EXERCISE REQUIREMENTS –
Of the entries below, return only those lines from the line with "pub fn info(&self, message: impl" to the line with "impl TelemetrySink for BrokenSink", exactly, both included.

DATA EXTRACT –
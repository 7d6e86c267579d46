//! Telemetry channel for strategy code.
//!
//! Each slot gets its own [`Telemetry`] handle when its strategy is loaded. The
//! sink behind it is optional and may fail; neither ever fails a tick.

use serde::Serialize;
use std::{fmt::Debug, sync::Arc};
use thiserror::Error;
use tracing::{debug, error, info, trace, warn};

use crate::slot::SlotId;

#[derive(Serialize, Clone, Copy, PartialEq, Eq, Debug)]
pub enum TelemetryLevel {
    Trace,
    Debug,
    Info,
    Warn,
    Error,
}

#[derive(Serialize, Clone, Debug, PartialEq)]
pub struct TelemetryEntry {
    pub slot: SlotId,
    /// label of the strategy source the slot was loaded from
    pub source: String,
    pub level: TelemetryLevel,
    pub message: String,
}

#[derive(Error, Debug)]
#[error("telemetry sink unavailable: {0}")]
pub struct TelemetryError(pub String);

pub trait TelemetrySink: Send + Sync {
    fn record(&self, entry: TelemetryEntry) -> Result<(), TelemetryError>;
}

/// Slot-scoped handle given to strategy code.
#[derive(Clone)]
pub struct Telemetry {
    slot: SlotId,
    source: String,
    sink: Option<Arc<dyn TelemetrySink>>,
}

impl Debug for Telemetry {
    fn fmt(&self, f: &mut std::fmt::Formatter<'_>) -> std::fmt::Result {
        f.debug_struct("Telemetry")
            .field("slot", &self.slot)
            .field("source", &self.source)
            .field("connected", &self.sink.is_some())
            .finish()
    }
}

impl Telemetry {
    pub fn new(slot: SlotId, source: impl Into<String>, sink: Option<Arc<dyn TelemetrySink>>) -> Self {
        Self {
            slot,
            source: source.into(),
            sink,
        }
    }

    /// A handle that drops everything.
    pub fn disconnected(slot: SlotId) -> Self {
        Self::new(slot, "", None)
    }

    pub fn log(&self, level: TelemetryLevel, message: impl Into<String>) {
        let Some(sink) = &self.sink else {
            return;
        };
        let entry = TelemetryEntry {
            slot: self.slot,
            source: self.source.clone(),
            level,
            message: message.into(),
        };
        if let Err(e) = sink.record(entry) {
            debug!(slot = %self.slot, "dropped telemetry entry: {}", e);
        }
    }

    pub fn trace(&self, message: impl Into<String>) {
        self.log(TelemetryLevel::Trace, message)
    }

    pub fn info(&self, message: impl Into<String>) {
        self.log(TelemetryLevel::Info, message)
    }
}

/// Re-emits strategy telemetry as `tracing` events.
pub struct TracingTelemetry;

impl TelemetrySink for TracingTelemetry {
    fn record(&self, entry: TelemetryEntry) -> Result<(), TelemetryError> {
        let TelemetryEntry {
            slot,
            source,
            level,
            message,
        } = entry;
        match level {
            TelemetryLevel::Trace => trace!(target: "crabe_arena::telemetry", %slot, %source, "{}", message),
            TelemetryLevel::Debug => debug!(target: "crabe_arena::telemetry", %slot, %source, "{}", message),
            TelemetryLevel::Info => info!(target: "crabe_arena::telemetry", %slot, %source, "{}", message),
            TelemetryLevel::Warn => warn!(target: "crabe_arena::telemetry", %slot, %source, "{}", message),
            TelemetryLevel::Error => error!(target: "crabe_arena::telemetry", %slot, %source, "{}", message),
        }
        Ok(())
    }
}

#[cfg(test)]
mod tests {
    use super::*;
    use crate::testing::RecordingTelemetry;

    struct BrokenSink;

    impl TelemetrySink for BrokenSink {
        fn record(&self, _entry: TelemetryEntry) -> Result<(), TelemetryError> {
            Err(TelemetryError("viewer not running".to_owned()))
        }
    }

    #[test]
    fn entries_are_tagged_with_the_slot() {
        let recorder = Arc::new(RecordingTelemetry::default());
        let telemetry = Telemetry::new(SlotId(3), "go_to_center", Some(recorder.clone()));
        telemetry.trace("hello");
        assert_eq!(
            recorder.entries(),
            vec![TelemetryEntry {
                slot: SlotId(3),
                source: "go_to_center".to_owned(),
                level: TelemetryLevel::Trace,
                message: "hello".to_owned(),
            }]
        );
    }

    #[test]
    fn failing_or_missing_sinks_are_ignored() {
        Telemetry::new(SlotId(0), "x", Some(Arc::new(BrokenSink))).info("lost");
        Telemetry::disconnected(SlotId(0)).info("lost too");
    }
}
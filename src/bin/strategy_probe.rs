use clap::Parser;
use crabe_arena::{
    config::MatchConfig,
    slot::{SlotId, SlotOptions, StrategySlot},
    strategies::{builtin, BUILTIN_NAMES},
    telemetry::TracingTelemetry,
    world::{FieldState, RobotId, TeamColor},
};
use std::{error::Error, sync::Arc};
use tracing_subscriber::EnvFilter;

/// Loads one built-in strategy and calls it once on the kickoff field.
#[derive(Parser, Debug)]
struct Args {
    strategy: String,

    /// robot number on the blue team to play from
    #[arg(long, default_value_t = 1)]
    robot: u8,
}

#[tokio::main]
async fn main() -> Result<(), Box<dyn Error>> {
    tracing_subscriber::fmt()
        .with_env_filter(EnvFilter::try_from_default_env().unwrap_or_else(|_| EnvFilter::new("info")))
        .init();
    let args = Args::parse();
    let config = MatchConfig::default();

    let source = builtin(&args.strategy).ok_or_else(|| {
        format!(
            "unknown strategy `{}`, available: {}",
            args.strategy,
            BUILTIN_NAMES.join(", ")
        )
    })?;
    let options = SlotOptions {
        load_timeout: config.load_timeout(),
        telemetry: Some(Arc::new(TracingTelemetry)),
    };
    let mut slot = StrategySlot::load(SlotId(0), source, options).await?;
    slot.warm();

    let snapshot = FieldState::kickoff().snapshot(RobotId::new(TeamColor::Blue, args.robot))?;
    match slot.invoke(&snapshot, config.slot_deadline()).await {
        Ok(command) => println!("{}", serde_json::to_string_pretty(&command)?),
        Err(e) => eprintln!("{} ({}): {}", slot.team_name(), slot.id(), e),
    }
    slot.unload();
    Ok(())
}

SOLVED PROBLEM –
    pub fn info(&self, message: impl Into<String>) {
        self.log(TelemetryLevel::Info, message)
    }
}

/// Re-emits strategy telemetry as `tracing` events.
pub struct TracingTelemetry;

impl TelemetrySink for TracingTelemetry {
    fn record(&self, entry: TelemetryEntry) -> Result<(), TelemetryError> {
        let TelemetryEntry {
            slot,
            source,
            level,
            message,
        } = entry;
        match level {
            TelemetryLevel::Trace => trace!(target: "crabe_arena::telemetry", %slot, %source, "{}", message),
            TelemetryLevel::Debug => debug!(target: "crabe_arena::telemetry", %slot, %source, "{}", message),
            TelemetryLevel::Info => info!(target: "crabe_arena::telemetry", %slot, %source, "{}", message),
            TelemetryLevel::Warn => warn!(target: "crabe_arena::telemetry", %slot, %source, "{}", message),
            TelemetryLevel::Error => error!(target: "crabe_arena::telemetry", %slot, %source, "{}", message),
        }
        Ok(())
    }
}

#[cfg(test)]
mod tests {
    use super::*;
    use crate::testing::RecordingTelemetry;

    struct BrokenSink;

    impl TelemetrySink for BrokenSink {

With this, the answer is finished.